Es
difícil (y aun imposible) emitir un dictamen sobre los escritores que serán
recordados y aplaudidos en el porvenir, porque estamos incapacitados para
conocer el curso que seguirán (si es que alguno siguen) las directrices
estéticas o temáticas del futuro. Si ya nos resulta paradójico o asombroso que,
en el presente, triunfe tal o cual autor, que no se adapta de ninguna manera a
nuestros gustos, imagínense de qué autoridad dispondremos para calibrar cuáles
soportarán y cuáles no la erosión inmisericorde de los calendarios. Pero Azorín
tuvo la osadía de acometer esa labor en su trabajo Los clásicos futuros,
donde apostó de forma clara por un octeto de nombres que, a su juicio,
brillarían incluso décadas más tarde: José María de Pereda, Benito Pérez
Galdós, Clarín, José María Matheu, Miguel de Unamuno, Pío Baroja, Rubén Darío y
Ricardo León. Veamos qué ha quedado de ellos, un siglo más tarde.
No
hace falta ser un lector avezado para descubrir que Galdós, Clarín, Unamuno,
Baroja y Rubén Darío sí que han ratificado el pronóstico. Pereda (a quien ya no
se lee ni en Santander), Matheu (al que devoró el más atronador de los
silencios) y Ricardo León (el “modernista castizo”, como se le llegó a
bautizar) resulta evidente que no. El porcentaje de aciertos (y disculpen que
lo someta a la dureza fría de las matemáticas, y que parezca bromear) no es
malo: 62%.
Déjenme
añadir dos apuntes, que me han llamado de forma especial la atención. El
primero nos invita a ser moderados en nuestros juicios.
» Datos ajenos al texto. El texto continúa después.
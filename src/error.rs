//! Error types for the snapshot store.

use std::path::PathBuf;
use std::time::Duration;
use thiserror::Error;

/// Errors surfaced by snapshot operations.
#[derive(Debug, Error)]
pub enum SnapshotError {
    /// The backing database could not be opened (corrupt, unsupported, permissions).
    #[error("cannot open snapshot store at {}: {source}", path.display())]
    OpenFailure {
        path: PathBuf,
        #[source]
        source: sled::Error,
    },

    /// Another handle kept the database locked for the whole open timeout.
    #[error("timed out after {timeout:?} waiting for the lock on {}", path.display())]
    OpenTimeout { path: PathBuf, timeout: Duration },

    #[error("cannot prepare snapshot directory {}: {source}", path.display())]
    Directory {
        path: PathBuf,
        #[source]
        source: std::io::Error,
    },

    #[error("invalid snapshot identifier {0:?}")]
    InvalidIdentifier(String),

    /// An internal bucket expected to exist is missing.
    #[error("consistency fault: {0}")]
    ConsistencyFault(String),

    #[error("node not found in snapshot: {0}")]
    NotFound(String),

    #[error("malformed record at {key:?}: {source}")]
    MalformedRecord {
        key: String,
        #[source]
        source: CodecError,
    },

    #[error("{0} is not implemented for snapshots")]
    NotImplemented(&'static str),

    /// A source walk failed during capture; the staging transaction was rolled back.
    #[error("walk of {root:?} aborted: {source}")]
    WalkAborted {
        root: String,
        #[source]
        source: Box<SnapshotError>,
    },

    /// Failure reported by an external walkable source.
    #[error("source error: {0}")]
    Source(String),

    #[error("cannot encode node {path:?}: {source}")]
    Encode {
        path: String,
        #[source]
        source: CodecError,
    },

    #[error("storage error: {0}")]
    Storage(#[from] sled::Error),

    #[error("io error: {0}")]
    Io(#[from] std::io::Error),

    #[error("configuration error: {0}")]
    Config(String),
}

/// Errors from the node record codec.
#[derive(Debug, Error)]
pub enum CodecError {
    #[error("empty record")]
    Empty,

    #[error("unsupported record version {0}")]
    UnsupportedVersion(u8),

    #[error(transparent)]
    Bincode(#[from] bincode::Error),
}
Azorín, llevado quizá
por un exceso de subjetivismo, se atreve a convertir una conjetura en párrafo
de mármol (“José María Matheu acabará por triunfar. Triunfará, en tanto que se
hunden tanta novela ñoña, ridícula u obscena, exaltadas en las gacetillas,
celebradas por una crítica complaciente, premiadas por institutos, accesibles
al favor y a la parcialidad”, p.135); y, como es evidente, yerra… salvo que
admitamos la posibilidad de que ese éxito de Matheu aún resulte posible. Quién
sabe. El segundo apunte es mucho más delicado, porque el escritor de Monóvar,
después de visitar la biblioteca de Clarín y ojear una libreta manuscrita que
había quedado olvidada sobre una mesa, declara sin empacho: “He cerrado el
precioso cuaderno y me lo he metido en el bolsillo” (p.125). Y, con una cierta
desvergüenza, remata su confesión con unas palabras que no sé si buscan nuestra
disculpa o nuestra complicidad: “No, no cometía latrocinio; usaba de un derecho
no escrito”. Es decir: como yo lo admiraba mucho, puedo quedarme con sus
papeles íntimos sin dar cuenta a la familia. Para qué vamos a maquillar esta
secuencia, si habla por sí misma.
Salvada esa anécdota desagradable, el libro es delicioso.